Già protagonista tre anni fa a Santa Cecilia nel­la «Damnation de Faust» di Berlioz sempre diret­to da Pappano («Siamo molto in sintonia, è una persona genuina dall’entusiasmo contagioso con cui imparo molto ma divertendomi e non è cosa da poco!») Schrott è tornato ancora nei panni di un Diavolo, questa volta tutto italiano: «Sebbene entrambi trasposizioni dal ‘Faust’ di Goethe, so­no molto diversi tra loro dal punto di vista psico­logico.
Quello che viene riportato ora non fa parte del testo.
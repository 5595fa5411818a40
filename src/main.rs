use std::{process, sync::Arc};

use brusio::{
    application::{
        cache::FeedPageCache,
        error::AppError,
        feed::FeedService,
        follows::FollowService,
        posts::PostService,
        repos::{CommentsRepo, FollowsRepo, GroupsRepo, PostsRepo, PostsWriteRepo, UsersRepo},
    },
    config,
    infra::{
        db::PostgresRepositories,
        error::InfraError,
        http::{HttpState, build_router},
        media::MediaStorage,
        telemetry,
    },
};
use tracing::{Dispatch, Level, dispatcher, error, info};
use tracing_subscriber::fmt as tracing_fmt;

#[tokio::main]
async fn main() {
    if let Err(error) = run().await {
        report_application_error(&error);
        process::exit(1);
    }
}

fn report_application_error(error: &AppError) {
    if dispatcher::has_been_set() {
        error!(error = %error, "application error");
        return;
    }

    let subscriber = tracing_fmt().with_max_level(Level::ERROR).finish();
    let dispatch = Dispatch::new(subscriber);
    dispatcher::with_default(&dispatch, || {
        error!(error = %error, "application error");
    });
}

async fn run() -> Result<(), AppError> {
    let (_cli_args, settings) = config::load_with_cli()
        .map_err(|err| AppError::unexpected(format!("failed to load configuration: {err}")))?;

    telemetry::init(&settings.logging).map_err(AppError::from)?;

    let repositories = init_repositories(&settings).await?;
    let state = build_http_state(repositories, &settings)?;

    serve_http(&settings, state).await
}

async fn init_repositories(
    settings: &config::Settings,
) -> Result<Arc<PostgresRepositories>, AppError> {
    let database_url = settings
        .database
        .url
        .as_ref()
        .ok_or_else(|| InfraError::configuration("database url is not configured"))
        .map_err(AppError::from)?;

    let pool =
        PostgresRepositories::connect(database_url, settings.database.max_connections.get())
            .await
            .map_err(|err| AppError::from(InfraError::database(err.to_string())))?;

    PostgresRepositories::run_migrations(&pool)
        .await
        .map_err(|err| AppError::from(InfraError::database(err.to_string())))?;

    let repositories = Arc::new(PostgresRepositories::new(pool));
    repositories
        .health_check()
        .await
        .map_err(|err| AppError::from(InfraError::database(err.to_string())))?;

    Ok(repositories)
}

fn build_http_state(
    repositories: Arc<PostgresRepositories>,
    settings: &config::Settings,
) -> Result<HttpState, AppError> {
    let posts_repo: Arc<dyn PostsRepo> = repositories.clone();
    let posts_write_repo: Arc<dyn PostsWriteRepo> = repositories.clone();
    let users_repo: Arc<dyn UsersRepo> = repositories.clone();
    let groups_repo: Arc<dyn GroupsRepo> = repositories.clone();
    let comments_repo: Arc<dyn CommentsRepo> = repositories.clone();
    let follows_repo: Arc<dyn FollowsRepo> = repositories.clone();

    let feed = Arc::new(FeedService::new(
        posts_repo.clone(),
        users_repo.clone(),
        groups_repo.clone(),
        follows_repo.clone(),
        comments_repo.clone(),
    ));
    let posts = Arc::new(PostService::new(
        posts_repo,
        posts_write_repo,
        comments_repo,
        groups_repo.clone(),
    ));
    let follows = Arc::new(FollowService::new(follows_repo, users_repo.clone()));

    let media = Arc::new(
        MediaStorage::new(settings.media.directory.clone())
            .map_err(|err| AppError::from(InfraError::Io(err)))?,
    );
    let feed_cache = Arc::new(FeedPageCache::new(settings.cache.enabled));

    Ok(HttpState {
        feed,
        posts,
        follows,
        users: users_repo,
        groups: groups_repo,
        media,
        feed_cache,
        page_size: settings.feed.page_size.get(),
    })
}

async fn serve_http(settings: &config::Settings, state: HttpState) -> Result<(), AppError> {
    let router = build_router(state);

    let listener = tokio::net::TcpListener::bind(settings.server.addr)
        .await
        .map_err(|err| AppError::from(InfraError::from(err)))?;

    info!(
        target = "brusio::server",
        addr = %settings.server.addr,
        "listening"
    );

    axum::serve(listener, router.into_make_service())
        .await
        .map_err(|err| AppError::unexpected(format!("server error: {err}")))?;

    Ok(())
}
Ho affrontato l’intero ruolo di Berlioz an­che al San Carlo di Napoli, una strana creatura che irrompe dal nulla e distrugge le vite di Faust e Marguerite repentinamente, riuscendo nel frat­tempo a strappare anche qualche risata. Invece inizio solo ora a conoscere il Mefistofele di Boito, che sfida un potere superiore quasi per noia».
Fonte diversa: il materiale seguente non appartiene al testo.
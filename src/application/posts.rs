//! Write-side authoring: creating and editing posts, adding comments.

use std::sync::Arc;

use thiserror::Error;
use tracing::info;
use uuid::Uuid;

use crate::application::repos::{
    CommentsRepo, GroupsRepo, NewCommentParams, NewPostParams, PostsRepo, PostsWriteRepo,
    RepoError, UpdatePostParams,
};
use crate::domain::drafts::{CommentDraft, FieldErrors, GROUP_UNKNOWN, PostDraft};
use crate::domain::entities::{CommentRecord, PostRecord};

const SOURCE: &str = "application::posts";

#[derive(Debug, Error)]
pub enum ComposeError {
    /// Form input failed validation; nothing was persisted. The carried
    /// field errors are rendered back into the form.
    #[error("submission failed validation")]
    Invalid(FieldErrors),
    #[error("post not found")]
    PostNotFound,
    /// Only the author may edit a post.
    #[error("editor is not the post author")]
    NotAuthor,
    #[error(transparent)]
    Repo(#[from] RepoError),
}

#[derive(Clone)]
pub struct PostService {
    posts: Arc<dyn PostsRepo>,
    posts_write: Arc<dyn PostsWriteRepo>,
    comments: Arc<dyn CommentsRepo>,
    groups: Arc<dyn GroupsRepo>,
}

impl PostService {
    pub fn new(
        posts: Arc<dyn PostsRepo>,
        posts_write: Arc<dyn PostsWriteRepo>,
        comments: Arc<dyn CommentsRepo>,
        groups: Arc<dyn GroupsRepo>,
    ) -> Self {
        Self {
            posts,
            posts_write,
            comments,
            groups,
        }
    }

    /// Validate the draft and persist a new post. `image_path` is the stored
    /// media path when the form carried an attachment.
    pub async fn create_post(
        &self,
        author_id: Uuid,
        draft: &PostDraft,
        image_path: Option<String>,
    ) -> Result<PostRecord, ComposeError> {
        self.check_draft(draft).await?;

        let record = self
            .posts_write
            .create_post(NewPostParams {
                text: draft.text.clone(),
                author_id,
                group_id: draft.group_id,
                image_path,
            })
            .await?;

        info!(
            target = SOURCE,
            post_id = %record.id,
            author_id = %author_id,
            "post created"
        );
        Ok(record)
    }

    /// Validate the draft and overwrite an existing post in place. Fails
    /// with [`ComposeError::NotAuthor`] for anyone but the post's author.
    pub async fn edit_post(
        &self,
        post_id: Uuid,
        editor_id: Uuid,
        draft: &PostDraft,
        image_path: Option<String>,
    ) -> Result<PostRecord, ComposeError> {
        let existing = self
            .posts
            .find_by_id(post_id)
            .await?
            .ok_or(ComposeError::PostNotFound)?;
        if existing.author_id != editor_id {
            return Err(ComposeError::NotAuthor);
        }

        self.check_draft(draft).await?;

        let record = self
            .posts_write
            .update_post(UpdatePostParams {
                id: post_id,
                text: draft.text.clone(),
                group_id: draft.group_id,
                image_path,
            })
            .await?;

        info!(target = SOURCE, post_id = %record.id, "post updated");
        Ok(record)
    }

    /// Load a post for its edit form; callers pass the viewer for the
    /// author-only check.
    pub async fn editable_post(
        &self,
        post_id: Uuid,
        editor_id: Uuid,
    ) -> Result<PostRecord, ComposeError> {
        let existing = self
            .posts
            .find_by_id(post_id)
            .await?
            .ok_or(ComposeError::PostNotFound)?;
        if existing.author_id != editor_id {
            return Err(ComposeError::NotAuthor);
        }
        Ok(existing)
    }

    pub async fn add_comment(
        &self,
        post_id: Uuid,
        author_id: Uuid,
        draft: &CommentDraft,
    ) -> Result<CommentRecord, ComposeError> {
        draft.validate().map_err(ComposeError::Invalid)?;

        self.posts
            .find_by_id(post_id)
            .await?
            .ok_or(ComposeError::PostNotFound)?;

        let record = self
            .comments
            .create_comment(NewCommentParams {
                post_id,
                author_id,
                text: draft.text.trim().to_string(),
            })
            .await?;

        info!(
            target = SOURCE,
            post_id = %post_id,
            comment_id = %record.id,
            "comment added"
        );
        Ok(record)
    }

    /// Validate a draft without persisting anything. Handlers run this
    /// before storing a draft's image attachment, so a rejected submission
    /// never leaves a stored file behind.
    pub async fn check_draft(&self, draft: &PostDraft) -> Result<(), ComposeError> {
        let mut errors = match draft.validate() {
            Ok(()) => FieldErrors::default(),
            Err(errors) => errors,
        };

        if let Some(group_id) = draft.group_id
            && self.groups.find_by_id(group_id).await?.is_none()
        {
            errors.group = Some(GROUP_UNKNOWN);
        }

        if errors.is_empty() {
            Ok(())
        } else {
            Err(ComposeError::Invalid(errors))
        }
    }
}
L’opera di Arrigo Boito – letterato e musicista della Scapigliatura milanese che scrisse per Verdi i libretti di «Otello» e «Falstaff» – andò in scena alla Scala il 5 marzo 1868 e si apre con il prologo in cielo dove Mefistofele nel recitativo «Ave Si­gnor, perdona» annuncia di volere trarre in tenta­zione Faust: «Quasi non ha dubbio della sua vitto­ria… e poi invece fa la stessa fine di Don Giovan­ni!», spiega Schrott, 36 anni, fisico possente, vo­ce e carisma che lo rendono uno dei cantanti più richiesti oggi per interpretare il mitico seduttore mozartiano. Il cantante aprirà la prossima stagio­ne della Scala con un altro personaggio tutto sex appeal, l’Escamillo di «Carmen» e vi ritornerà nel­la stessa stagione ancora con «Don Giovanni» e «Les Contes d’Hoffmann». Schrott è sposato con il soprano russo Anna Netrebko, la star in assolu­to più richiesta e pagata oggi nel mondo della liri­ca. Il loro figlio Tiago Aruã è nato lo scorso set­tembre a Vienna e i giornali rosa austriaci hanno fatto a gara per accaparrarsi in copertina le foto insieme al bambino; intelligenti, belli, bravi, a ve­derli sembrano gli Angelina Jolie e Brad Pitt della lirica, questo mese sono anche su «Vanity Fair»: «Non ho nemmeno il tempo per preoccuparme­ne più di tanto, preferisco focalizzarmi sulla musi­ca», commeta Schrott e intanto, dopo il «Don Gio­vanni », tutti sperano di poterli sentire ancora can­tare insieme in un’opera: «Non dipende solo da quello che io o lei vogliamo fare, ma anche da quello che le nostre voci, maturando, ci consenti­ranno di cantare, e non lo dico con rassegnazio­ne, ma con molta curiosità».»